How to measure success of coaching initiatives:
In terms of setting measurable outcomes to ensure coaching impact, participants emphasised the importance of clearly defining objectives and key performance indicators (KPIs) before initiating coaching engagements. They highlighted the need for specific, measurable, achievable, relevant, and time-bound (SMART) goals to gauge progress effectively. Moreover, the importance of aligning these outcomes with an organisation's broader business objectives was stressed, as this ensures that coaching initiatives contribute directly to the company's success metrics. Participants also discussed the value of regular check-ins and evaluations to track coaching progress, adjust strategies if necessary, and demonstrate the tangible impact of coaching programs on individual and organisational performance.
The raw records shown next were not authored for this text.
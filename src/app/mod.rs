// SPDX-License-Identifier: MIT
// SPDX-FileCopyrightText: 2026 ® John Hauger Mitander <john@mitander.dev>

pub mod config;
pub mod logging;
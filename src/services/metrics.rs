// SPDX-License-Identifier: MIT
// SPDX-FileCopyrightText: 2026 ® John Hauger Mitander <john@on1.no>

use crate::services::mining::worker::MiningStats;
use alloy::primitives::U256;
use std::net::SocketAddr;
use std::sync::Arc;
use std::time::{Duration, Instant};
use tokio::io::{AsyncReadExt, AsyncWriteExt};
use tokio::net::TcpListener;
use tokio::sync::watch;
use tokio::task::JoinHandle;
use tokio_util::sync::CancellationToken;

/// Attempts per second over `elapsed`.
pub fn hash_rate(delta: u64, elapsed: Duration) -> f64 {
    let secs = elapsed.as_secs_f64();
    if secs <= 0.0 {
        return 0.0;
    }
    delta as f64 / secs
}

/// Logs throughput every `interval` until shutdown.
pub fn spawn_monitor(
    stats: Arc<MiningStats>,
    interval: Duration,
    shutdown: CancellationToken,
) -> JoinHandle<()> {
    tokio::spawn(async move {
        let mut last_attempts = stats.attempts();
        let mut last_tick = Instant::now();
        loop {
            tokio::select! {
                _ = shutdown.cancelled() => break,
                _ = tokio::time::sleep(interval) => {}
            }
            let attempts = stats.attempts();
            let now = Instant::now();
            let rate = hash_rate(attempts.saturating_sub(last_attempts), now - last_tick);
            tracing::info!(
                target: "metrics",
                hashes_per_sec = rate,
                attempts,
                accepted = stats.accepted(),
                confirmed = stats.confirmed(),
                "hash rate"
            );
            last_attempts = attempts;
            last_tick = now;
        }
    })
}

pub async fn spawn_metrics_server(
    port: u16,
    stats: Arc<MiningStats>,
    target: watch::Receiver<U256>,
) -> Option<SocketAddr> {
    let addr = SocketAddr::from(([0, 0, 0, 0], port));
    let listener = match TcpListener::bind(addr).await {
        Ok(l) => l,
        Err(e) => {
            tracing::warn!(target: "metrics", "Metrics server failed to bind: {}", e);
            return None;
        }
    };

    let local = listener.local_addr().ok();
    if let Some(addr) = local {
        tracing::info!(target: "metrics", "Metrics server listening on {}", addr);
    }

    tokio::spawn(async move {
        loop {
            match listener.accept().await {
                Ok((mut socket, _)) => {
                    let mut buf = [0u8; 1024];
                    let n = socket.read(&mut buf).await.unwrap_or(0);
                    let req = String::from_utf8_lossy(&buf[..n]).to_string();
                    let path = req
                        .lines()
                        .next()
                        .and_then(|l| l.split_whitespace().nth(1))
                        .unwrap_or("/");

                    let current = *target.borrow();
                    let (content_type, body) = if path.starts_with("/dashboard") {
                        ("application/json", render_dashboard_json(&stats, current))
                    } else {
                        ("text/plain", render_metrics(&stats, current))
                    };
                    let response = format!(
                        "HTTP/1.1 200 OK\r\nContent-Type: {}\r\nContent-Length: {}\r\n\r\n{}",
                        content_type,
                        body.len(),
                        body
                    );
                    let _ = socket.write_all(response.as_bytes()).await;
                }
                Err(e) => {
                    tracing::warn!(target: "metrics", "Metrics accept error: {}", e);
                    continue;
                }
            }
        }
    });

    local
}

pub fn render_metrics(stats: &MiningStats, target: U256) -> String {
    format!(
        concat!(
            "# TYPE blobmint_hashes_total counter\nblobmint_hashes_total {}\n",
            "# TYPE blobmint_candidates_total counter\nblobmint_candidates_total {}\n",
            "# TYPE blobmint_submitted_total counter\nblobmint_submitted_total {}\n",
            "# TYPE blobmint_confirmed_total counter\nblobmint_confirmed_total {}\n",
            "# TYPE blobmint_failed_total counter\nblobmint_failed_total {}\n",
            "# TYPE blobmint_target gauge\nblobmint_target {}\n"
        ),
        stats.attempts(),
        stats.accepted(),
        stats.submitted(),
        stats.confirmed(),
        stats.failed(),
        target
    )
}

fn render_dashboard_json(stats: &MiningStats, target: U256) -> String {
    serde_json::json!({
        "attempts": stats.attempts(),
        "accepted": stats.accepted(),
        "submitted": stats.submitted(),
        "confirmed": stats.confirmed(),
        "failed": stats.failed(),
        "target": target.to_string(),
        "targetHex": format!("{:#x}", target),
    })
    .to_string()
}
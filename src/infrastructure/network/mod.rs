// SPDX-License-Identifier: MIT
// SPDX-FileCopyrightText: 2026 ® John Hauger Mitander <john@oxidity.com>

pub mod gas;
pub mod nonce;
pub mod provider;
//! Task that re-evaluates the interlock whenever a fire, VOC or UPS reading
//! lands in the latest cache.

use std::sync::Arc;
use tokio::sync::broadcast::error::RecvError;
use tokio::sync::{broadcast, oneshot, watch};
use tokio::task::JoinHandle;
use tracing::{debug, error, info, warn};

use crate::control::CommandSink;
use crate::hardware::DeviceKind;
use crate::pollers::{DashboardEvent, EventStage};
use crate::safety::interlock::{shutdown_requests, SafetyInterlock, SafetyReport};
use crate::telemetry::{DeviceReading, TelemetryStore};

/// Devices whose readings feed the interlock.
pub const SAFETY_INPUTS: [DeviceKind; 3] = [DeviceKind::Fire, DeviceKind::Voc, DeviceKind::Ups];

/// Re-evaluates the interlock whenever a fire, VOC or UPS reading lands.
pub struct SafetyMonitor {
    interlock: SafetyInterlock,
    store: Arc<TelemetryStore>,
    sink: Arc<dyn CommandSink>,
    hv_slots: Vec<(u16, u16)>,
    reports: watch::Sender<SafetyReport>,
}

impl SafetyMonitor {
    /// Monitor sending HV shutdown commands for `hv_slots` through `sink`,
    /// with a receiver of its reports.
    pub fn new(
        interlock: SafetyInterlock,
        store: Arc<TelemetryStore>,
        sink: Arc<dyn CommandSink>,
        hv_slots: Vec<(u16, u16)>,
    ) -> (Self, watch::Receiver<SafetyReport>) {
        let (reports, rx) = watch::channel(SafetyReport::initial());
        (
            Self {
                interlock,
                store,
                sink,
                hv_slots,
                reports,
            },
            rx,
        )
    }

    /// Evaluate against the latest cache, switch HV off if the latch just
    /// set, and publish the report.
    pub async fn evaluate(&mut self) -> SafetyReport {
        let fire = match self.store.latest(DeviceKind::Fire) {
            Some(DeviceReading::Fire(status)) => Some(status),
            _ => None,
        };
        let voc = match self.store.latest(DeviceKind::Voc) {
            Some(DeviceReading::Voc(reading)) => Some(reading),
            _ => None,
        };
        let ups = match self.store.latest(DeviceKind::Ups) {
            Some(DeviceReading::Ups(status)) => Some(status),
            _ => None,
        };

        let report = self
            .interlock
            .observe(fire.as_ref(), voc.as_ref(), ups.as_ref());
        if report.trigger_shutdown {
            self.shutdown_hv().await;
        }
        self.reports.send_replace(report.clone());
        report
    }

    async fn shutdown_hv(&self) {
        let requests = shutdown_requests(&self.hv_slots);
        if requests.is_empty() {
            warn!("UPS shutdown latched but no HV channels are configured");
            return;
        }
        for request in requests {
            let scope = request.scope.to_string();
            match self.sink.dispatch(request).await {
                Ok(outcome) => info!(%scope, ack = %outcome.ack, "HV shutdown applied"),
                Err(err) => error!(%scope, error = %err, "HV shutdown failed"),
            }
        }
    }

    /// Run until `stop` fires or the event channel closes.
    pub async fn run(
        mut self,
        mut events: broadcast::Receiver<DashboardEvent>,
        mut stop: oneshot::Receiver<()>,
    ) {
        info!("Safety monitor started");
        loop {
            tokio::select! {
                _ = &mut stop => break,
                event = events.recv() => match event {
                    Ok(event) if event.stage == EventStage::Raw
                        && SAFETY_INPUTS.contains(&event.device) =>
                    {
                        self.evaluate().await;
                    }
                    Ok(_) => {}
                    Err(RecvError::Lagged(skipped)) => {
                        debug!(skipped, "Safety monitor lagged, re-evaluating from cache");
                        self.evaluate().await;
                    }
                    Err(RecvError::Closed) => break,
                },
            }
        }
        info!(phase = %self.interlock.phase(), "Safety monitor stopped");
    }

    /// Spawn [`run`](Self::run) on the runtime.
    pub fn spawn(
        self,
        events: broadcast::Receiver<DashboardEvent>,
    ) -> (oneshot::Sender<()>, JoinHandle<()>) {
        let (stop_tx, stop_rx) = oneshot::channel();
        (stop_tx, tokio::spawn(self.run(events, stop_rx)))
    }
}
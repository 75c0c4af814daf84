//! Batched persistence of polled samples.
//!
//! Pollers push [`PersistenceItem`]s into the [`queue`]; the
//! [`BatchPersistenceWriter`] drains it on a timer and writes one transaction
//! per flush through a [`PersistenceBackend`].
//!
//! - [`record`]: record kinds, rows and bound values
//! - [`queue`]: unbounded producer/consumer queue
//! - [`schema`]: DDL, insert statements and column migrations
//! - [`backend`]: storage traits
//! - [`mysql`]: sqlx MySQL/MariaDB backend
//! - [`memory`]: in-memory backend
//! - [`writer`]: the batch writer task

pub mod backend;
pub mod memory;
pub mod mysql;
pub mod queue;
pub mod record;
pub mod schema;
pub mod writer;

pub use backend::{BatchTransaction, PersistenceBackend};
pub use memory::MemoryBackend;
pub use mysql::MySqlBackend;
pub use queue::{persistence_queue, PersistenceReceiver, PersistenceSender};
pub use record::{Payload, PersistenceItem, RecordKind, Row, SqlValue};
pub use writer::{BatchPersistenceWriter, FlushReport};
Clarity and transparency as the key to effective coaching:
These are foundational elements for effective coaching. It was underscored that organisations must be explicit about the objectives and expected outcomes of coaching engagements. This clarity helps coachees understand why they are receiving coaching and what is expected of them, reducing potential misunderstandings. Moreover, maintaining transparency regarding the coaching process, including the confidentiality of sessions and the role of the coach, fosters trust and openness in the coaching relationship. When coachees have a clear understanding of how coaching aligns with their professional development and the broader goals of the organisation, they are more likely to actively engage in the process, leading to more impactful coaching outcomes. Clarity and transparency, therefore, emerged as fundamental principles that create a solid foundation for successful coaching initiatives.
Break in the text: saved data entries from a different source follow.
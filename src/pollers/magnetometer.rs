//! Three-axis fluxgate magnetometer over SCPI.

use async_trait::async_trait;
use chrono::Local;
use std::sync::Arc;
use std::time::Duration;
use tracing::info;

use crate::config::{seconds, MagnetometerConfig};
use crate::error::{DeviceError, DeviceResult};
use crate::hardware::{DeviceKind, LineConnector, LineInstrument};
use crate::persistence::record::{round_to, second_timestamp};
use crate::persistence::{PersistenceItem, RecordKind, SqlValue};
use crate::pollers::window::RollingWindow;
use crate::pollers::{DevicePoller, PollContext};
use crate::telemetry::channels::MAGNETOMETER;
use crate::telemetry::reading::FluxReading;
use crate::telemetry::DeviceReading;

const AXES: [&str; 3] = [
    ":MEASure:SCALar:FLUX:X?",
    ":MEASure:SCALar:FLUX:Y?",
    ":MEASure:SCALar:FLUX:Z?",
];

/// Milligauss per tesla.
const MILLIGAUSS_PER_TESLA: f64 = 1e7;

/// First token of a flux response, tesla to milligauss.
pub fn parse_flux(response: &str) -> DeviceResult<f64> {
    response
        .split_whitespace()
        .next()
        .and_then(|token| token.parse::<f64>().ok())
        .map(|tesla| tesla * MILLIGAUSS_PER_TESLA)
        .ok_or_else(|| DeviceError::Malformed(format!("flux response '{response}'")))
}

/// Fluxgate magnetometer read over SCPI.
pub struct MagnetometerPoller {
    config: MagnetometerConfig,
    connector: Arc<dyn LineConnector>,
    line: Option<Box<dyn LineInstrument>>,
    window: RollingWindow,
}

impl MagnetometerPoller {
    /// Poller for the instrument opened by `connector`.
    pub fn new(config: MagnetometerConfig, connector: Arc<dyn LineConnector>) -> Self {
        let window = RollingWindow::covering(seconds(config.window_s), seconds(config.interval_s));
        Self {
            config,
            connector,
            line: None,
            window,
        }
    }
}

#[async_trait]
impl DevicePoller for MagnetometerPoller {
    fn kind(&self) -> DeviceKind {
        DeviceKind::Magnetometer
    }

    fn poll_interval(&self) -> Duration {
        seconds(self.config.interval_s)
    }

    fn is_connected(&self) -> bool {
        self.line.is_some()
    }

    async fn connect(&mut self, _ctx: &PollContext) -> DeviceResult<()> {
        let mut line = self.connector.open().await?;
        line.write_line("*RST").await?;
        tokio::time::sleep(Duration::from_millis(self.config.reset_delay_ms)).await;
        info!(resource = %self.config.resource_name, "Magnetometer reset");
        self.line = Some(line);
        self.window.clear();
        Ok(())
    }

    async fn poll_once(&mut self, ctx: &PollContext) -> DeviceResult<()> {
        let line = self.line.as_mut().ok_or(DeviceError::NotConnected)?;
        let timestamp = Local::now();
        let mut components = [0.0; 3];
        for (value, command) in components.iter_mut().zip(AXES) {
            *value = parse_flux(&line.query(command).await?)?;
        }
        let flux = FluxReading::from_components(components[0], components[1], components[2]);
        ctx.publish_raw(DeviceKind::Magnetometer, timestamp, DeviceReading::Magnetometer(flux));

        let raw = [flux.bx, flux.by, flux.bz, flux.magnitude];
        if let Some(mean) = self.window.push(&raw) {
            let averaged = FluxReading {
                bx: mean[0],
                by: mean[1],
                bz: mean[2],
                magnitude: mean[3],
            };
            ctx.publish_average(
                DeviceKind::Magnetometer,
                MAGNETOMETER,
                timestamp,
                &mean,
                DeviceReading::Magnetometer(averaged),
            );
            let mut row = vec![SqlValue::from(second_timestamp(timestamp))];
            row.extend(raw.iter().map(|v| SqlValue::from(round_to(*v, 2))));
            ctx.persist(PersistenceItem::single(RecordKind::Magnetometer, row));
        }
        Ok(())
    }

    async fn disconnect(&mut self) {
        self.line = None;
    }

    fn gap_channels(&self) -> Vec<String> {
        vec![MAGNETOMETER.to_string()]
    }
}

#[cfg(test)]
mod tests {
    use super::*;
    use crate::config::MonitorConfig;
    use crate::hardware::mock::MockLineConnector;
    use crate::persistence::{persistence_queue, Payload};
    use crate::telemetry::channels::catalog;
    use crate::telemetry::TelemetryStore;
    use tokio::sync::broadcast;

    #[test]
    fn converts_tesla_to_milligauss() {
        assert!((parse_flux("2.5e-5 T").unwrap() - 250.0).abs() < 1e-9);
        assert!(parse_flux("").unwrap_err().is_malformed());
        assert!(parse_flux("OVERRANGE").unwrap_err().is_malformed());
    }

    #[tokio::test(start_paused = true)]
    async fn resets_then_persists_one_row_per_window() {
        let mut config = MonitorConfig::default();
        config.magnetometer.enabled = true;
        config.magnetometer.interval_s = 1.0;
        config.magnetometer.window_s = 3.0;

        let connector = MockLineConnector::magnetometer(3e-5, 4e-5, 0.0);
        let mut poller =
            MagnetometerPoller::new(config.magnetometer.clone(), Arc::new(connector.clone()));
        let store = Arc::new(TelemetryStore::new(&catalog(&config), 1).unwrap());
        let (tx, mut rx) = persistence_queue();
        let (events, _) = broadcast::channel(16);
        let ctx = PollContext::new(store, Some(tx), events);

        poller.connect(&ctx).await.unwrap();
        assert_eq!(connector.written(), vec!["*RST".to_string()]);

        for _ in 0..3 {
            poller.poll_once(&ctx).await.unwrap();
        }
        let items = rx.drain_available();
        assert_eq!(items.len(), 1);
        match &items[0].payload {
            Payload::Single(row) => {
                assert_eq!(row.len(), 5);
                assert_eq!(row[1], SqlValue::Float(300.0));
                assert_eq!(row[4], SqlValue::Float(500.0));
            }
            other => panic!("unexpected payload {other:?}"),
        }
    }
}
The effectiveness and use of group coaching versus one-on-one sessions:
Group coaching can be a potent tool for fostering connections, leadership identity, and communication within teams or similar roles. Group coaching is especially beneficial when middle managers face shared challenges, enabling them to collaboratively develop solutions and strengthen their leadership skills collectively. However, it was also noted that one-on-one coaching remains essential, allowing for personalised attention to individual needs and goals, addressing unique challenges, and providing a safe, confidential space for coaching conversations tailored to the coachee's specific circumstances. The effectiveness of group versus one-on-one coaching often depends on the context, objectives, and the individual preferences and needs of the coachees.
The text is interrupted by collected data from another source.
//! # Lab Monitor Core Library
//!
//! Headless core of a laboratory environment monitor. Each enabled device is
//! polled by its own task; readings land in an in-memory [`TelemetryStore`]
//! for live views, are averaged over rolling windows and queued for batched
//! storage in a relational database. The HV crate and the networked PDU
//! accept control commands, and a safety interlock watches the fire, VOC and
//! UPS readings.
//!
//! ## Crate Structure
//!
//! - **`app`**: [`MonitorApp`], startup wiring and the ordered shutdown.
//! - **`config`**: [`MonitorConfig`], loaded once from TOML plus `LABMON_`
//!   environment variables and validated before use.
//! - **`control`**: control requests, the [`CommandDispatcher`] that hands
//!   them to the owning poller, and the [`CommandSink`] seam.
//! - **`error`**: [`MonitorError`], [`DeviceError`] and [`CommandError`].
//! - **`hardware`**: one capability trait per device family, the Modbus,
//!   serial and apcaccess drivers, mock drivers and the [`DriverRegistry`].
//! - **`logging`**: tracing subscriber setup.
//! - **`persistence`**: the persistence queue, schema and migrations, storage
//!   backends and the [`BatchPersistenceWriter`].
//! - **`pollers`**: the [`DevicePoller`] trait, the shared task loop and one
//!   poller per device family.
//! - **`safety`**: the NORMAL / WARNING / EMERGENCY interlock and the UPS
//!   shutdown latch.
//! - **`telemetry`**: ring buffers, the latest-value cache and decoded
//!   readings.
//!
//! [`TelemetryStore`]: telemetry::TelemetryStore
//! [`MonitorConfig`]: config::MonitorConfig
//! [`MonitorApp`]: app::MonitorApp
//! [`CommandDispatcher`]: control::CommandDispatcher
//! [`CommandSink`]: control::CommandSink
//! [`MonitorError`]: error::MonitorError
//! [`DeviceError`]: error::DeviceError
//! [`CommandError`]: error::CommandError
//! [`DriverRegistry`]: hardware::DriverRegistry
//! [`BatchPersistenceWriter`]: persistence::BatchPersistenceWriter
//! [`DevicePoller`]: pollers::DevicePoller

pub mod app;
pub mod config;
pub mod control;
pub mod error;
pub mod hardware;
pub mod logging;
pub mod persistence;
pub mod pollers;
pub mod safety;
pub mod telemetry;
//! Storage seam of the batch writer.
//!
//! The writer only needs DDL execution, a column lookup and a transaction
//! that takes multi-row inserts. [`crate::persistence::mysql::MySqlBackend`]
//! implements it on a sqlx pool, [`crate::persistence::memory::MemoryBackend`]
//! in memory for tests and database-less runs.

use async_trait::async_trait;

use crate::error::AppResult;
use crate::persistence::record::Row;
use crate::persistence::schema::InsertStatement;

/// Database seen by the batch writer.
#[async_trait]
pub trait PersistenceBackend: Send + Sync {
    /// Run one DDL statement.
    async fn execute(&self, statement: &str) -> AppResult<()>;

    /// Whether `table.column` exists in the current database.
    async fn column_exists(&self, table: &str, column: &str) -> AppResult<bool>;

    /// Start a transaction on one pooled connection.
    async fn begin(&self) -> AppResult<Box<dyn BatchTransaction>>;

    /// Close the pool. Further calls fail.
    async fn close(&self);
}

/// Open transaction. Dropping it without `commit` discards every insert.
#[async_trait]
pub trait BatchTransaction: Send {
    /// Insert `rows` with one or more multi-row statements.
    ///
    /// Returns the number of rows the database reported as affected;
    /// ignored duplicates are not counted.
    async fn insert_rows(&mut self, statement: &InsertStatement, rows: &[Row]) -> AppResult<u64>;

    /// Make every insert durable.
    async fn commit(self: Box<Self>) -> AppResult<()>;

    /// Discard every insert.
    async fn rollback(self: Box<Self>) -> AppResult<()>;
}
Coaching for resilience and wellbeing:
In addition to coaching advocacy, the event touched upon coaching for resilience and wellbeing. Some participants expressed their interest in coaching programs aimed at building resilience within the organisation. Cressida and others emphasised the need to address both individual and structural factors contributing to wellbeing and performance challenges.
Thank you to Cressida for facilitating this discussion which provided valuable insights into the strategic importance of coaching within organisations. Cressida and the participants engaged in a candid discussion, raising important questions and sharing valuable insights.